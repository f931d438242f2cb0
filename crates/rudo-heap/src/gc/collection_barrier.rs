//! Hand-off of collection requests from background allocators.
//!
//! A background thread whose allocation needs a collection raises a request
//! here and waits. The main thread checks the request at its poll points,
//! collects, and resumes the waiters. A waiter that finds the main thread
//! parked may run the collection itself.

use std::sync::atomic::{AtomicBool, Ordering};
use std::time::Duration;

use parking_lot::{Condvar, Mutex};

/// Stops background allocators until a requested collection has run.
#[derive(Debug, Default)]
pub struct CollectionBarrier {
    mutex: Mutex<BarrierFlags>,
    cv_wakeup: Condvar,
    collection_requested: AtomicBool,
}

#[derive(Debug, Default)]
struct BarrierFlags {
    // Bumped each time waiters are resumed so a waiter can tell a served
    // request from a new one raised after it.
    generation: u64,
    shutdown_requested: bool,
}

/// Outcome of [`CollectionBarrier::await_collection`].
#[derive(Debug, Clone, Copy, PartialEq, Eq)]
pub enum AwaitResult {
    /// A collection ran since the request.
    Collected,
    /// The timeout elapsed first.
    TimedOut,
    /// The heap is shutting down.
    Shutdown,
}

impl CollectionBarrier {
    /// Creates a barrier with no request pending.
    #[must_use]
    pub fn new() -> Self {
        Self::default()
    }

    /// Returns `true` if a background thread is waiting for a collection.
    #[must_use]
    #[inline]
    pub fn was_gc_requested(&self) -> bool {
        self.collection_requested.load(Ordering::Relaxed)
    }

    /// Raises a request and returns a ticket for
    /// [`await_collection`](Self::await_collection). Returns `None` during
    /// shutdown.
    pub fn request_gc(&self) -> Option<u64> {
        let flags = self.mutex.lock();
        if flags.shutdown_requested {
            return None;
        }
        self.collection_requested.store(true, Ordering::Release);
        Some(flags.generation)
    }

    /// Waits up to `timeout` for the collection requested with `ticket`.
    pub fn await_collection(&self, ticket: u64, timeout: Duration) -> AwaitResult {
        let mut flags = self.mutex.lock();
        loop {
            if flags.shutdown_requested {
                return AwaitResult::Shutdown;
            }
            if flags.generation != ticket {
                return AwaitResult::Collected;
            }
            if self.cv_wakeup.wait_for(&mut flags, timeout).timed_out() {
                return if flags.generation == ticket {
                    AwaitResult::TimedOut
                } else {
                    AwaitResult::Collected
                };
            }
        }
    }

    /// Clears the request and wakes every waiter. Called after each full
    /// collection.
    pub fn resume_threads_awaiting_collection(&self) {
        let mut flags = self.mutex.lock();
        self.collection_requested.store(false, Ordering::Release);
        flags.generation = flags.generation.wrapping_add(1);
        self.cv_wakeup.notify_all();
    }

    /// Wakes every waiter for good.
    pub fn notify_shutdown_requested(&self) {
        let mut flags = self.mutex.lock();
        flags.shutdown_requested = true;
        self.collection_requested.store(false, Ordering::Release);
        self.cv_wakeup.notify_all();
    }

    /// Returns `true` once shutdown was requested.
    #[must_use]
    pub fn is_shutdown_requested(&self) -> bool {
        self.mutex.lock().shutdown_requested
    }
}

#[cfg(test)]
mod tests {
    use super::*;
    use std::sync::Arc;

    #[test]
    fn test_waiter_is_resumed() {
        let barrier = Arc::new(CollectionBarrier::new());
        let ticket = barrier.request_gc().unwrap();
        assert!(barrier.was_gc_requested());

        let waiter = {
            let barrier = Arc::clone(&barrier);
            std::thread::spawn(move || barrier.await_collection(ticket, Duration::from_secs(10)))
        };
        while !barrier.was_gc_requested() {
            std::hint::spin_loop();
        }
        barrier.resume_threads_awaiting_collection();
        assert_eq!(waiter.join().unwrap(), AwaitResult::Collected);
        assert!(!barrier.was_gc_requested());
    }

    #[test]
    fn test_timeout_and_shutdown() {
        let barrier = CollectionBarrier::new();
        let ticket = barrier.request_gc().unwrap();
        assert_eq!(
            barrier.await_collection(ticket, Duration::from_millis(1)),
            AwaitResult::TimedOut
        );
        barrier.notify_shutdown_requested();
        assert!(barrier.is_shutdown_requested());
        assert_eq!(
            barrier.await_collection(ticket, Duration::from_millis(1)),
            AwaitResult::Shutdown
        );
        assert!(barrier.request_gc().is_none());
    }

    #[test]
    fn test_stale_ticket_returns_immediately() {
        let barrier = CollectionBarrier::new();
        let ticket = barrier.request_gc().unwrap();
        barrier.resume_threads_awaiting_collection();
        assert_eq!(
            barrier.await_collection(ticket, Duration::from_secs(10)),
            AwaitResult::Collected
        );
    }
}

- EXERCISE DIRECTIONS
Restate all the material above, keeping each word as it is.

- EXERCISE RESPONSE
repository f931d438242f2cb0
filename crates/rudo-heap/src/gc/collection_barrier.rs
//! Hand-off of collection requests from background allocators.
//!
//! A background thread whose allocation needs a collection raises a request
//! here and waits. The main thread checks the request at its poll points,
//! collects, and resumes the waiters. A waiter that finds the main thread
//! parked may run the collection itself.

use std::sync::atomic::{AtomicBool, Ordering};
use std::time::Duration;

use parking_lot::{Condvar, Mutex};

/// Stops background allocators until a requested collection has run.
#[derive(Debug, Default)]
pub struct CollectionBarrier {
    mutex: Mutex<BarrierFlags>,
    cv_wakeup: Condvar,
    collection_requested: AtomicBool,
}

#[derive(Debug, Default)]
struct BarrierFlags {
    // Bumped each time waiters are resumed so a waiter can tell a served
    // request from a new one raised after it.
    generation: u64,
    shutdown_requested: bool,
}

/// Outcome of [`CollectionBarrier::await_collection`].
#[derive(Debug, Clone, Copy, PartialEq, Eq)]
pub enum AwaitResult {
    /// A collection ran since the request.
    Collected,
    /// The timeout elapsed first.
    TimedOut,
    /// The heap is shutting down.
    Shutdown,
}

impl CollectionBarrier {
    /// Creates a barrier with no request pending.
    #[must_use]
    pub fn new() -> Self {
        Self::default()
    }

    /// Returns `true` if a background thread is waiting for a collection.
    #[must_use]
    #[inline]
    pub fn was_gc_requested(&self) -> bool {
        self.collection_requested.load(Ordering::Relaxed)
    }

    /// Raises a request and returns a ticket for
    /// [`await_collection`](Self::await_collection). Returns `None` during
    /// shutdown.
    pub fn request_gc(&self) -> Option<u64> {
        let flags = self.mutex.lock();
        if flags.shutdown_requested {
            return None;
        }
        self.collection_requested.store(true, Ordering::Release);
        Some(flags.generation)
    }

    /// Waits up to `timeout` for the collection requested with `ticket`.
    pub fn await_collection(&self, ticket: u64, timeout: Duration) -> AwaitResult {
        let mut flags = self.mutex.lock();
        loop {
            if flags.shutdown_requested {
                return AwaitResult::Shutdown;
            }
            if flags.generation != ticket {
                return AwaitResult::Collected;
            }
            if self.cv_wakeup.wait_for(&mut flags, timeout).timed_out() {
                return if flags.generation == ticket {
                    AwaitResult::TimedOut
                } else {
                    AwaitResult::Collected
                };
            }
        }
    }

    /// Clears the request and wakes every waiter. Called after each full
    /// collection.
    pub fn resume_threads_awaiting_collection(&self) {
        let mut flags = self.mutex.lock();
        self.collection_requested.store(false, Ordering::Release);
        flags.generation = flags.generation.wrapping_add(1);
        self.cv_wakeup.notify_all();
    }

    /// Wakes every waiter for good.
    pub fn notify_shutdown_requested(&self) {
        let mut flags = self.mutex.lock();
        flags.shutdown_requested = true;
        self.collection_requested.store(false, Ordering::Release);
        self.cv_wakeup.notify_all();
    }

    /// Returns `true` once shutdown was requested.
    #[must_use]
    pub fn is_shutdown_requested(&self) -> bool {
        self.mutex.lock().shutdown_requested
    }
}

#[cfg(test)]
mod tests {
    use super::*;
    use std::sync::Arc;

    #[test]
    fn test_waiter_is_resumed() {
        let barrier = Arc::new(CollectionBarrier::new());
        let ticket = barrier.request_gc().unwrap();
        assert!(barrier.was_gc_requested());

        let waiter = {
            let barrier = Arc::clone(&barrier);
            std::thread::spawn(move || barrier.await_collection(ticket, Duration::from_secs(10)))
        };
        while !barrier.was_gc_requested() {
            std::hint::spin_loop();
        }
        barrier.resume_threads_awaiting_collection();
        assert_eq!(waiter.join().unwrap(), AwaitResult::Collected);
        assert!(!barrier.was_gc_requested());
    }

    #[test]
    fn test_timeout_and_shutdown() {
        let barrier = CollectionBarrier::new();
        let ticket = barrier.request_gc().unwrap();
        assert_eq!(
            barrier.await_collection(ticket, Duration::from_millis(1)),
            AwaitResult::TimedOut
        );
        barrier.notify_shutdown_requested();
        assert!(barrier.is_shutdown_requested());
        assert_eq!(
            barrier.await_collection(ticket, Duration::from_millis(1)),
            AwaitResult::Shutdown
        );
        assert!(barrier.request_gc().is_none());
    }

    #[test]
    fn test_stale_ticket_returns_immediately() {
        let barrier = CollectionBarrier::new();
        let ticket = barrier.request_gc().unwrap();
        barrier.resume_threads_awaiting_collection();
        assert_eq!(
            barrier.await_collection(ticket, Duration::from_secs(10)),
            AwaitResult::Collected
        );
    }
}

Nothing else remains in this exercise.